Knowing that our basic understanding of the three major druggable protein families (GPCRs, ion channels, protein kinases) was limited, the NIH launched an effort called Illuminating the Druggable Genome (IDG) in 2013. This effort was designed to study these protein families and explore new methods that would enable us to exploit them in potentially different ways than classical receptor binding. The IDG was then approved for a second phase of funding in 2017, highlighting how important this area is.

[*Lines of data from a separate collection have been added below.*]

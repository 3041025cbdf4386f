//! List checklists command.

use anyhow::Result;
use signal_checklists::ChecklistRegistry;
use signal_config::load_config;
use std::path::Path;

pub fn run(config_path: &Path) -> Result<()> {
    let registry = ChecklistRegistry::new();
    let enabled = load_config(config_path)
        .map(|config| config.checklists.enabled)
        .unwrap_or_else(|_| ChecklistRegistry::KEYS.iter().map(|k| k.to_string()).collect());

    println!("Available Checklists");
    println!("═══════════════════════════════════════════════════════════");
    println!();

    for info in registry.list() {
        let marker = if enabled.contains(&info.key) { "*" } else { " " };
        println!("{} {} ({})", marker, info.name, info.key);
        println!("  ───────────────────────────────────────────────────────");
        println!("  {}", info.description);
        println!();
    }

    println!("* enabled in {}", config_path.display());
    println!("Run order: {}", enabled.join(", "));

    Ok(())
}
//! Checklist registry for building engines from configuration.

use serde::{Deserialize, Serialize};
use signal_core::{error::ChecklistError, traits::Checklist};

use crate::{
    ChecklistEngine, ChecklistSettings, MacroContextChecklist, OrderFlowChecklist,
    SignalQualityChecklist, StructureChecklist,
};

/// Information about a registered checklist.
#[derive(Debug, Clone, PartialEq, Eq, Serialize, Deserialize)]
pub struct ChecklistInfo {
    /// Registry key
    pub key: String,
    /// Checklist name
    pub name: String,
    /// Checklist description
    pub description: String,
}

/// Registry of built-in checklists, in default run order.
pub struct ChecklistRegistry {
    checklists: Vec<ChecklistInfo>,
}

impl ChecklistRegistry {
    /// Create a registry with all built-in checklists.
    pub fn new() -> Self {
        let settings = ChecklistSettings::default();
        let checklists = Self::KEYS
            .iter()
            .filter_map(|key| Self::instantiate(key, &settings))
            .map(|checklist| ChecklistInfo {
                key: checklist.key().to_string(),
                name: checklist.name().to_string(),
                description: checklist.description().to_string(),
            })
            .collect();

        Self { checklists }
    }

    /// Built-in keys in default run order.
    pub const KEYS: [&'static str; 4] = ["structure", "signal_quality", "macro", "order_flow"];

    fn instantiate(key: &str, settings: &ChecklistSettings) -> Option<Box<dyn Checklist>> {
        let checklist: Box<dyn Checklist> = match key {
            "structure" => Box::new(StructureChecklist::new(settings.clone())),
            "signal_quality" => Box::new(SignalQualityChecklist::new(settings.clone())),
            "macro" => Box::new(MacroContextChecklist::new()),
            "order_flow" => Box::new(OrderFlowChecklist::new(settings.clone())),
            _ => return None,
        };
        Some(checklist)
    }

    /// List all available checklists in default order.
    pub fn list(&self) -> &[ChecklistInfo] {
        &self.checklists
    }

    /// Get checklist info by key.
    pub fn get(&self, key: &str) -> Option<&ChecklistInfo> {
        self.checklists.iter().find(|c| c.key == key)
    }

    /// Check if a checklist exists.
    pub fn exists(&self, key: &str) -> bool {
        self.get(key).is_some()
    }

    /// Create a checklist instance.
    pub fn create(
        &self,
        key: &str,
        settings: &ChecklistSettings,
    ) -> Result<Box<dyn Checklist>, ChecklistError> {
        settings.validate()?;
        Self::instantiate(key, settings).ok_or_else(|| ChecklistError::NotFound(key.to_string()))
    }

    /// Build an engine running `keys` in the given order.
    pub fn build_engine<S: AsRef<str>>(
        &self,
        keys: &[S],
        settings: &ChecklistSettings,
    ) -> Result<ChecklistEngine, ChecklistError> {
        let mut engine = ChecklistEngine::new();
        for key in keys {
            engine.register(self.create(key.as_ref(), settings)?);
        }
        Ok(engine)
    }

    /// Build an engine with every built-in checklist.
    pub fn default_engine(&self, settings: &ChecklistSettings) -> Result<ChecklistEngine, ChecklistError> {
        self.build_engine(&Self::KEYS, settings)
    }
}

impl Default for ChecklistRegistry {
    fn default() -> Self {
        Self::new()
    }
}
//! Checklist trait definitions.

use crate::types::{ChecklistResult, ParsedSignal, PriceSeries};

/// A named rule set evaluated against a parsed signal.
///
/// Implementations must be pure: the same signal and data always yield the
/// same result, and a checklist never fails. Missing or short data degrades
/// to negative criteria instead of an error.
pub trait Checklist: Send + Sync {
    /// Registry key, e.g. `structure`.
    fn key(&self) -> &str;

    /// Display name used as the report section header.
    fn name(&self) -> &str;

    /// Evaluate the checklist.
    ///
    /// # Arguments
    /// * `signal` - The parsed signal
    /// * `data` - Price history for the signal's instrument and timeframe,
    ///   if any is available
    fn evaluate(&self, signal: &ParsedSignal, data: Option<&PriceSeries>) -> ChecklistResult;

    /// Get a description of the checklist.
    fn description(&self) -> &str {
        ""
    }
}
//! Analysis pipeline.

use rust_decimal::Decimal;
use rust_decimal_macros::dec;
use serde::{Deserialize, Serialize};
use signal_checklists::ChecklistEngine;
use signal_core::error::{DeskError, ParseError};
use signal_core::traits::{Clock, MarketDataSource, SystemClock};
use signal_core::types::{ParsedSignal, PriceSeries};
use signal_parser::SignalParser;
use std::path::PathBuf;
use tracing::{debug, info, warn};

use crate::plan::TradePlan;
use crate::report::Report;
use crate::store::ReportStore;

/// Analysis configuration.
#[derive(Debug, Clone, PartialEq, Serialize, Deserialize)]
#[serde(default)]
pub struct AnalysisSettings {
    /// Bars examined when placing the trade-plan stop
    pub plan_lookback: usize,
    /// Target distance as a multiple of risk
    pub reward_ratio: Decimal,
    /// Decimal places kept on plan prices
    pub price_decimals: u32,
    /// Drop bars after the signal time when the message carries one
    pub align_to_signal_time: bool,
}

impl Default for AnalysisSettings {
    fn default() -> Self {
        Self {
            plan_lookback: 20,
            reward_ratio: dec!(2),
            price_decimals: 5,
            align_to_signal_time: true,
        }
    }
}

/// Runs one signal through parsing, data lookup, checklists and report
/// composition.
pub struct Analyzer<C = SystemClock> {
    parser: SignalParser<C>,
    clock: C,
    engine: ChecklistEngine,
    data: Option<Box<dyn MarketDataSource>>,
    settings: AnalysisSettings,
}

impl Analyzer<SystemClock> {
    /// Create an analyzer backed by the local wall clock.
    pub fn new(engine: ChecklistEngine, settings: AnalysisSettings) -> Self {
        Self::with_clock(engine, settings, SystemClock)
    }
}

impl<C: Clock + Clone> Analyzer<C> {
    /// Create an analyzer with a custom clock.
    pub fn with_clock(engine: ChecklistEngine, settings: AnalysisSettings, clock: C) -> Self {
        Self {
            parser: SignalParser::with_clock(clock.clone()),
            clock,
            engine,
            data: None,
            settings,
        }
    }

    /// Attach a market data source.
    pub fn with_data_source(mut self, source: impl MarketDataSource + 'static) -> Self {
        self.data = Some(Box::new(source));
        self
    }

    pub fn engine(&self) -> &ChecklistEngine {
        &self.engine
    }

    /// Parse only.
    pub fn parse(&self, raw: &str) -> Result<ParsedSignal, ParseError> {
        self.parser.parse(raw)
    }

    /// Analyze a raw message and compose the report.
    ///
    /// Only parsing can fail; unusable market data degrades to "no data".
    pub fn analyze(&self, raw: &str) -> Result<Report, DeskError> {
        let signal = self.parser.parse(raw)?;
        info!(
            instrument = %signal.instrument,
            timeframe = %signal.timeframe,
            timestamp_source = %signal.timestamp_source,
            "Analyzing signal"
        );

        let data = self.load_data(&signal);
        let checklists = self.engine.run(&signal, data.as_ref());
        let trade_plan = TradePlan::derive(
            data.as_ref(),
            self.settings.plan_lookback,
            self.settings.reward_ratio,
            self.settings.price_decimals,
        );

        let report = Report::compose(raw, self.clock.now(), checklists, trade_plan)
            .with_signal(signal);
        info!(
            report_id = %report.id,
            checklists = report.checklists.len(),
            bias = %report.trade_plan.bias,
            "Report composed"
        );

        Ok(report)
    }

    /// Analyze and write the report to `store`.
    pub fn analyze_and_persist(
        &self,
        raw: &str,
        store: &ReportStore,
    ) -> Result<(Report, PathBuf), DeskError> {
        let report = self.analyze(raw)?;
        let path = store.persist(&report)?;
        Ok((report, path))
    }

    fn load_data(&self, signal: &ParsedSignal) -> Option<PriceSeries> {
        let source = self.data.as_ref()?;

        let series = match source.load(&signal.instrument, &signal.timeframe) {
            Ok(Some(series)) => series,
            Ok(None) => {
                info!(
                    source = source.name(),
                    instrument = %signal.instrument,
                    timeframe = %signal.timeframe,
                    "No market data available"
                );
                return None;
            }
            Err(e) => {
                warn!(source = source.name(), error = %e, "Market data unusable, continuing without it");
                return None;
            }
        };

        if !self.settings.align_to_signal_time || !signal.has_signal_time() {
            return Some(series);
        }
        match signal.signal_time() {
            Some(at) => {
                let clipped = series.up_to(at);
                debug!(
                    total = series.len(),
                    kept = clipped.len(),
                    "Aligned market data to signal time"
                );
                Some(clipped)
            }
            None => Some(series),
        }
    }
}
//! Core traits for signal analysis.

mod checklist;
mod clock;
mod data_source;

pub use checklist::Checklist;
pub use clock::{Clock, FixedClock, SystemClock};
pub use data_source::MarketDataSource;
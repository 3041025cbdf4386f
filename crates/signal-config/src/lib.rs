//! Configuration management.

mod settings;

pub use settings::{AppConfig, AppSettings, ChecklistsConfig, LoggingConfig, StorageSettings};

use config::{Config, ConfigError, Environment, File};
use std::path::Path;

/// Prefix of environment variable overrides, e.g.
/// `SIGNAL_DESK__STORAGE__REPORTS_DIR`.
pub const ENV_PREFIX: &str = "SIGNAL_DESK";

/// Load configuration from file and environment.
///
/// A missing file is allowed; defaults apply to anything not set.
pub fn load_config(path: &Path) -> Result<AppConfig, ConfigError> {
    let config = Config::builder()
        .add_source(File::from(path).required(false))
        .add_source(
            Environment::with_prefix(ENV_PREFIX)
                .prefix_separator("__")
                .separator("__")
                .list_separator(",")
                .with_list_parse_key("checklists.enabled")
                .try_parsing(true),
        )
        .build()?;

    config.try_deserialize()
}

/// Load configuration and reject invalid values.
pub fn load_validated(path: &Path) -> Result<AppConfig, ConfigError> {
    let config = load_config(path)?;
    config
        .validate()
        .map_err(|e| ConfigError::Message(e.to_string()))?;
    Ok(config)
}
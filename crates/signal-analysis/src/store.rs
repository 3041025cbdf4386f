//! Report persistence.

use signal_core::error::PersistenceError;
use std::fs::{self, File, OpenOptions};
use std::io::{self, ErrorKind, Write};
use std::path::{Path, PathBuf};
use tracing::info;

use crate::report::Report;

/// Token used when the raw signal has no usable first word.
const DEFAULT_TOKEN: &str = "signal";

/// Suffixes tried before giving up on a name collision.
const MAX_ATTEMPTS: usize = 1000;

/// Writes rendered reports into a directory, one new file per report.
///
/// Existing files are never overwritten: a name collision gets a numeric
/// suffix instead.
#[derive(Debug, Clone)]
pub struct ReportStore {
    root: PathBuf,
}

impl ReportStore {
    pub fn new(root: impl Into<PathBuf>) -> Self {
        Self { root: root.into() }
    }

    pub fn root(&self) -> &Path {
        &self.root
    }

    /// `report_{token}_{YYYYMMDD_HHMMSS}.txt`, with `_{attempt}` before the
    /// extension for retries.
    pub fn file_name(report: &Report, attempt: usize) -> String {
        let stamp = report.generated_at.format("%Y%m%d_%H%M%S");
        let token = signal_token(&report.raw_signal);
        if attempt == 0 {
            format!("report_{}_{}.txt", token, stamp)
        } else {
            format!("report_{}_{}_{}.txt", token, stamp, attempt)
        }
    }

    /// Write the rendered report and return its path.
    ///
    /// The directory must already exist. A failed write leaves no file behind.
    pub fn persist(&self, report: &Report) -> Result<PathBuf, PersistenceError> {
        if !self.root.is_dir() {
            return Err(PersistenceError::MissingDirectory(self.root.clone()));
        }

        let contents = report.render();

        for attempt in 0..MAX_ATTEMPTS {
            let path = self.root.join(Self::file_name(report, attempt));
            let file = match OpenOptions::new().write(true).create_new(true).open(&path) {
                Ok(file) => file,
                Err(e) if e.kind() == ErrorKind::AlreadyExists => continue,
                Err(source) => return Err(PersistenceError::Write { path, source }),
            };

            write_or_remove(&path, file, |file| {
                file.write_all(contents.as_bytes())?;
                file.sync_all()
            })?;

            info!(path = %path.display(), report_id = %report.id, "Report saved");
            return Ok(path);
        }

        Err(PersistenceError::Exhausted {
            attempts: MAX_ATTEMPTS,
        })
    }
}

/// Run `write` on a freshly created file, deleting the file if it fails.
fn write_or_remove(
    path: &Path,
    mut file: File,
    write: impl FnOnce(&mut File) -> io::Result<()>,
) -> Result<(), PersistenceError> {
    if let Err(source) = write(&mut file) {
        drop(file);
        // Best effort; the write error is what gets reported
        let _ = fs::remove_file(path);
        return Err(PersistenceError::Write {
            path: path.to_path_buf(),
            source,
        });
    }
    Ok(())
}

/// First whitespace-delimited word of `raw`, reduced to `[A-Za-z0-9._-]`.
pub fn signal_token(raw: &str) -> String {
    let token: String = raw
        .split_whitespace()
        .next()
        .unwrap_or_default()
        .chars()
        .filter(|c| c.is_ascii_alphanumeric() || matches!(c, '.' | '-' | '_'))
        .collect();

    if token.is_empty() {
        DEFAULT_TOKEN.to_string()
    } else {
        token
    }
}
//! Trade plan derivation.

use rust_decimal::Decimal;
use serde::{Deserialize, Serialize};
use signal_checklists::Trend;
use signal_core::types::PriceSeries;
use std::fmt;

const UNREPRESENTABLE: &str = "Price levels could not be represented; set levels manually";

/// Directional bias of a trade plan.
#[derive(Debug, Clone, Copy, PartialEq, Eq, Serialize, Deserialize)]
pub enum Bias {
    Bullish,
    Bearish,
    Neutral,
}

impl fmt::Display for Bias {
    fn fmt(&self, f: &mut fmt::Formatter<'_>) -> fmt::Result {
        let s = match self {
            Bias::Bullish => "Bullish",
            Bias::Bearish => "Bearish",
            Bias::Neutral => "Neutral",
        };
        write!(f, "{}", s)
    }
}

/// Entry, stop and target suggested by recent price action.
///
/// Levels are absent whenever the data does not support a directional plan.
#[derive(Debug, Clone, PartialEq, Eq, Serialize, Deserialize)]
pub struct TradePlan {
    pub bias: Bias,
    pub entry: Option<Decimal>,
    pub stop_loss: Option<Decimal>,
    pub take_profit: Option<Decimal>,
    pub notes: String,
}

impl TradePlan {
    /// A plan with no levels.
    pub fn manual(notes: impl Into<String>) -> Self {
        Self {
            bias: Bias::Neutral,
            entry: None,
            stop_loss: None,
            take_profit: None,
            notes: notes.into(),
        }
    }

    /// Derive a plan from the last closes of `data`.
    ///
    /// Bias follows the last three closes. Entry is the last close, the stop
    /// sits at the extreme of the last `lookback` bars and the target is
    /// `reward_ratio` times the risk away from entry.
    pub fn derive(
        data: Option<&PriceSeries>,
        lookback: usize,
        reward_ratio: Decimal,
        decimals: u32,
    ) -> Self {
        let Some(series) = data else {
            return Self::manual("No price data; set entry, stop-loss and take-profit manually");
        };
        let closes = series.last_closes(lookback);
        let Some((trend, _)) = Trend::of_last_three(&closes) else {
            return Self::manual(format!(
                "Insufficient price data ({} closes); set levels manually",
                closes.len()
            ));
        };

        let window = series.tail(lookback);
        let (bias, stop) = match trend {
            Trend::Up => (
                Bias::Bullish,
                window.iter().map(|b| b.low_or_close()).fold(f64::INFINITY, f64::min),
            ),
            Trend::Down => (
                Bias::Bearish,
                window
                    .iter()
                    .map(|b| b.high_or_close())
                    .fold(f64::NEG_INFINITY, f64::max),
            ),
            Trend::Unclear => {
                return Self::manual("No clear trend in the last 3 closes; wait for structure")
            }
        };

        let last = closes[closes.len() - 1];
        let (Some(entry), Some(stop)) = (to_price(last, decimals), to_price(stop, decimals)) else {
            return Self::manual(UNREPRESENTABLE);
        };

        let Some(risk) = entry.checked_sub(stop).map(|d| d.abs()) else {
            return Self::manual(UNREPRESENTABLE);
        };
        if risk.is_zero() {
            return Self::manual("Stop would equal entry; set levels manually");
        }
        let take_profit = risk.checked_mul(reward_ratio).and_then(|reward| match bias {
            Bias::Bearish => entry.checked_sub(reward),
            _ => entry.checked_add(reward),
        });
        let Some(take_profit) = take_profit else {
            return Self::manual(UNREPRESENTABLE);
        };

        Self {
            bias,
            entry: Some(entry),
            stop_loss: Some(stop),
            take_profit: Some(take_profit.round_dp(decimals).normalize()),
            notes: format!(
                "Stop at the {}-bar {}, target at {}R",
                window.len(),
                if bias == Bias::Bullish { "low" } else { "high" },
                reward_ratio.normalize()
            ),
        }
    }

    /// Reward-to-risk ratio of the plan, if it has levels.
    pub fn risk_reward(&self) -> Option<Decimal> {
        let (entry, stop, target) = (self.entry?, self.stop_loss?, self.take_profit?);
        let risk = entry.checked_sub(stop)?.abs();
        if risk.is_zero() {
            return None;
        }
        target.checked_sub(entry)?.abs().checked_div(risk)
    }

    /// Fixed-format summary lines.
    pub fn summary(&self) -> String {
        let level = |price: Option<Decimal>| match price {
            Some(p) => p.to_string(),
            None => "manual review".to_string(),
        };

        let mut s = String::new();
        s.push_str(&format!("- Bias: {}\n", self.bias));
        s.push_str(&format!("- Entry: {}\n", level(self.entry)));
        s.push_str(&format!("- Stop-Loss: {}\n", level(self.stop_loss)));
        s.push_str(&format!("- Take-Profit: {}\n", level(self.take_profit)));
        s.push_str(&format!("- Notes: {}\n", self.notes));
        s
    }
}

fn to_price(value: f64, decimals: u32) -> Option<Decimal> {
    Decimal::try_from(value)
        .ok()
        .map(|d| d.round_dp(decimals).normalize())
}

#[cfg(test)]
mod tests {
    use super::*;
    use chrono::{Duration, NaiveDate};
    use rust_decimal_macros::dec;
    use signal_core::types::PriceBar;

    fn series(closes: &[f64]) -> PriceSeries {
        let start = NaiveDate::from_ymd_opt(2024, 3, 15)
            .unwrap()
            .and_hms_opt(0, 0, 0)
            .unwrap();
        let bars = closes
            .iter()
            .enumerate()
            .map(|(i, &c)| PriceBar::new(start + Duration::hours(i as i64), c))
            .collect();
        PriceSeries::new("EURUSD", "H1", bars)
    }

    #[test]
    fn test_bullish_plan() {
        let plan = TradePlan::derive(Some(&series(&[1.10, 1.12, 1.15])), 20, dec!(2), 5);
        assert_eq!(plan.bias, Bias::Bullish);
        assert_eq!(plan.entry, Some(dec!(1.15)));
        assert_eq!(plan.stop_loss, Some(dec!(1.10)));
        assert_eq!(plan.take_profit, Some(dec!(1.25)));
        assert_eq!(plan.risk_reward(), Some(dec!(2)));
    }

    #[test]
    fn test_bearish_plan() {
        let plan = TradePlan::derive(Some(&series(&[1.20, 1.15, 1.10])), 20, dec!(1.5), 5);
        assert_eq!(plan.bias, Bias::Bearish);
        assert_eq!(plan.entry, Some(dec!(1.10)));
        assert_eq!(plan.stop_loss, Some(dec!(1.20)));
        assert_eq!(plan.take_profit, Some(dec!(0.95)));
    }

    #[test]
    fn test_unclear_trend_is_manual() {
        let plan = TradePlan::derive(Some(&series(&[1.10, 1.15, 1.12])), 20, dec!(2), 5);
        assert_eq!(plan.bias, Bias::Neutral);
        assert!(plan.entry.is_none());
        assert!(plan.risk_reward().is_none());
    }

    #[test]
    fn test_no_data_is_manual() {
        let plan = TradePlan::derive(None, 20, dec!(2), 5);
        assert_eq!(plan.bias, Bias::Neutral);
        assert!(plan.notes.contains("No price data"));

        let plan = TradePlan::derive(Some(&series(&[1.10])), 20, dec!(2), 5);
        assert!(plan.notes.contains("Insufficient price data"));
    }

    #[test]
    fn test_extreme_prices_fall_back_to_manual() {
        let plan = TradePlan::derive(Some(&series(&[1e28, 3e28, 5e28])), 20, dec!(2), 5);
        assert_eq!(plan.bias, Bias::Neutral);
        assert!(plan.entry.is_none());
        assert!(plan.notes.contains("could not be represented"));

        let plan = TradePlan::derive(Some(&series(&[5e28, 3e28, 1e28])), 20, dec!(2), 5);
        assert!(plan.take_profit.is_none());
    }

    #[test]
    fn test_risk_reward_does_not_overflow() {
        let plan = TradePlan {
            bias: Bias::Bullish,
            entry: Some(Decimal::MAX),
            stop_loss: Some(Decimal::MIN),
            take_profit: Some(Decimal::MAX),
            notes: String::new(),
        };
        assert!(plan.risk_reward().is_none());
    }

    #[test]
    fn test_summary_format() {
        let plan = TradePlan::derive(Some(&series(&[1.10, 1.12, 1.15])), 20, dec!(2), 5);
        let summary = plan.summary();
        assert!(summary.starts_with("- Bias: Bullish\n- Entry: 1.15\n"));
        assert!(summary.contains("- Stop-Loss: 1.1\n"));
        assert!(summary.contains("- Take-Profit: 1.25\n"));

        let manual = TradePlan::manual("check chart").summary();
        assert!(manual.contains("- Entry: manual review\n"));
        assert!(manual.ends_with("- Notes: check chart\n"));
    }
}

While finding alternate methods to drug the roughly 3,000 targets in these protein families is an important approach, drugging targets that were historically inaccessible is an equally critical pursuit. New chemical biology approaches such as DNA‑encoded libraries (DELs) or proteolysis‑targeting chimeric molecules (PROTACs) are enabling assay development and screening scientists to screen previously unscreenable targets.
PROTACs enable the inhibition of protein function by recruiting an E3 ligase and ultimately degrading the protein. This allows researchers to hit targets that were previously inaccessible by pharmacological methods and holds immense potential as a therapeutic approach. Merck Life Science has been working diligently to facilitate this type of research by developing a full portfolio of partial PROTACs, enabling chemists to quickly generate their own PROTAC libraries that feature variation in cross‑linker length, composition, and E3 ligase ligand.
This technology allows assay development and screening researchers to perform a variety of binding assays on a full PROTACs library, thereby illuminating new pathways, and shedding light on desirable, yet previously undruggable, targets.